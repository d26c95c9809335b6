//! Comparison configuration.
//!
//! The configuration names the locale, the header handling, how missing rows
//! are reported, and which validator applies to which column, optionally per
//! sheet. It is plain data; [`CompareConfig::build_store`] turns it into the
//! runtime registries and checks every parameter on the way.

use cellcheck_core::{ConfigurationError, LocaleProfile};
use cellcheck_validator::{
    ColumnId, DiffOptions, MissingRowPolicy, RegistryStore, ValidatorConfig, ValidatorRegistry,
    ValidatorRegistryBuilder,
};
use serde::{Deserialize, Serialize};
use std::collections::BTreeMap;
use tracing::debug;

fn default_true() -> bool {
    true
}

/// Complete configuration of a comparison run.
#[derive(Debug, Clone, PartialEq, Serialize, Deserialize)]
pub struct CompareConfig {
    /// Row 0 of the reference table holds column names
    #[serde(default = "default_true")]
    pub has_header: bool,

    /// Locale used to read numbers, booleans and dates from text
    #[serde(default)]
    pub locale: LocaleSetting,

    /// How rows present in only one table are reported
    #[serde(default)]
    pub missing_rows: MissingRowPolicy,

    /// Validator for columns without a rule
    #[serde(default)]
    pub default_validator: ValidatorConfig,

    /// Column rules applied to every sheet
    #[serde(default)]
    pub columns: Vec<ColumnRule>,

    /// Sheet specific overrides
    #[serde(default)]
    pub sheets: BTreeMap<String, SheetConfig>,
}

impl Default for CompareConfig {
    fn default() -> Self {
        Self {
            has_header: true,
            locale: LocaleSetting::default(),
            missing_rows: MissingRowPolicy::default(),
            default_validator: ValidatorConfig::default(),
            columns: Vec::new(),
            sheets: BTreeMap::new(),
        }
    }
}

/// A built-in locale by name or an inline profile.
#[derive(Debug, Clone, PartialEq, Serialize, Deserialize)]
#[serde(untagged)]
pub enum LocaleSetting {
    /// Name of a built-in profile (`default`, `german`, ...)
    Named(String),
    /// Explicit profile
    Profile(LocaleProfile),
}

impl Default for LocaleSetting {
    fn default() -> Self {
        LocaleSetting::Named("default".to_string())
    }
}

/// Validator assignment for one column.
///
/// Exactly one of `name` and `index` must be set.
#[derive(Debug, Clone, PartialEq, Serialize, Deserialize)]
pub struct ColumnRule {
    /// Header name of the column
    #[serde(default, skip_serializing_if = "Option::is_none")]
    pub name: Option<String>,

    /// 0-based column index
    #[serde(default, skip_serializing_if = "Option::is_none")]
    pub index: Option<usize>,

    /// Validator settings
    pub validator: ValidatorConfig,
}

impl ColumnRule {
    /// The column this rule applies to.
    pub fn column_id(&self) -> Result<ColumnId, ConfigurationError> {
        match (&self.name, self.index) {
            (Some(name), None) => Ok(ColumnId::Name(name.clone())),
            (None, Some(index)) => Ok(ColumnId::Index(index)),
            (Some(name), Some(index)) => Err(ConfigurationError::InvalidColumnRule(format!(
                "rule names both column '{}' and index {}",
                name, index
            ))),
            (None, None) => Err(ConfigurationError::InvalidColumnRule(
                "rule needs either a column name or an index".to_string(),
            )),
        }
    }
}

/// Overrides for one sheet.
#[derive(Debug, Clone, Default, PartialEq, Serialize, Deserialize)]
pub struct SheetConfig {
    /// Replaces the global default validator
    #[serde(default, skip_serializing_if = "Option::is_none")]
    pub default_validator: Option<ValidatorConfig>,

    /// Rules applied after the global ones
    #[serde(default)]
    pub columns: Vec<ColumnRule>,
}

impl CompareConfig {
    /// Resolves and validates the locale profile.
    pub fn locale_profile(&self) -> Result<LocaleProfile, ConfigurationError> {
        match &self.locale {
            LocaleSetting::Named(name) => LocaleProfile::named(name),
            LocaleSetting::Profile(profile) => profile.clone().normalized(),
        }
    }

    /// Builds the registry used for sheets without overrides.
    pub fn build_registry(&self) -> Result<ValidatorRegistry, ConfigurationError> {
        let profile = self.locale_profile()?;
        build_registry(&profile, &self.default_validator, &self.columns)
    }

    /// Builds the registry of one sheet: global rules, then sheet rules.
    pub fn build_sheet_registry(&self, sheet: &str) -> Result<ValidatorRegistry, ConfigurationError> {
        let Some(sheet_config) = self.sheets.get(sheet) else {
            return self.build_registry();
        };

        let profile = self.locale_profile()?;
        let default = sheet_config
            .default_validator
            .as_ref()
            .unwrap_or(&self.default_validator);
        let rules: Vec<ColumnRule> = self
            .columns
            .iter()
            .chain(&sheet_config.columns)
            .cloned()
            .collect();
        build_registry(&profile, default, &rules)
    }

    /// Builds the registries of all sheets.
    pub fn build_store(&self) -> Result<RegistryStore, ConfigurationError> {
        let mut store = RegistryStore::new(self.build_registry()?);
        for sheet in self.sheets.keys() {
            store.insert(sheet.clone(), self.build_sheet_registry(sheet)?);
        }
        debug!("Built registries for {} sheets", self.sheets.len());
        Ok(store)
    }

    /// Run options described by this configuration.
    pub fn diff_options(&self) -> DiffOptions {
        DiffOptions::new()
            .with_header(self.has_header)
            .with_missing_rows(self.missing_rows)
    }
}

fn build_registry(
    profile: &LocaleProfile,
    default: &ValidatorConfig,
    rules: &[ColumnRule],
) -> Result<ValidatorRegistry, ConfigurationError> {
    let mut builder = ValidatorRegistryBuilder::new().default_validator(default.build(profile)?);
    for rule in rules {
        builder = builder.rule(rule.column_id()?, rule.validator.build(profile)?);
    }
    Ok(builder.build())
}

***

> _Exercise description_
As listed above, the lines from the line with "the locale profile." to the line with "then sheet rules." are to be echoed exactly, with both ends included and nothing added.

> _Solution_
    /// Resolves and validates the locale profile.
    pub fn locale_profile(&self) -> Result<LocaleProfile, ConfigurationError> {
        match &self.locale {
            LocaleSetting::Named(name) => LocaleProfile::named(name),
            LocaleSetting::Profile(profile) => profile.clone().normalized(),
        }
    }

    /// Builds the registry used for sheets without overrides.
    pub fn build_registry(&self) -> Result<ValidatorRegistry, ConfigurationError> {
        let profile = self.locale_profile()?;
        build_registry(&profile, &self.default_validator, &self.columns)
    }

    /// Builds the registry of one sheet: global rules, then sheet rules.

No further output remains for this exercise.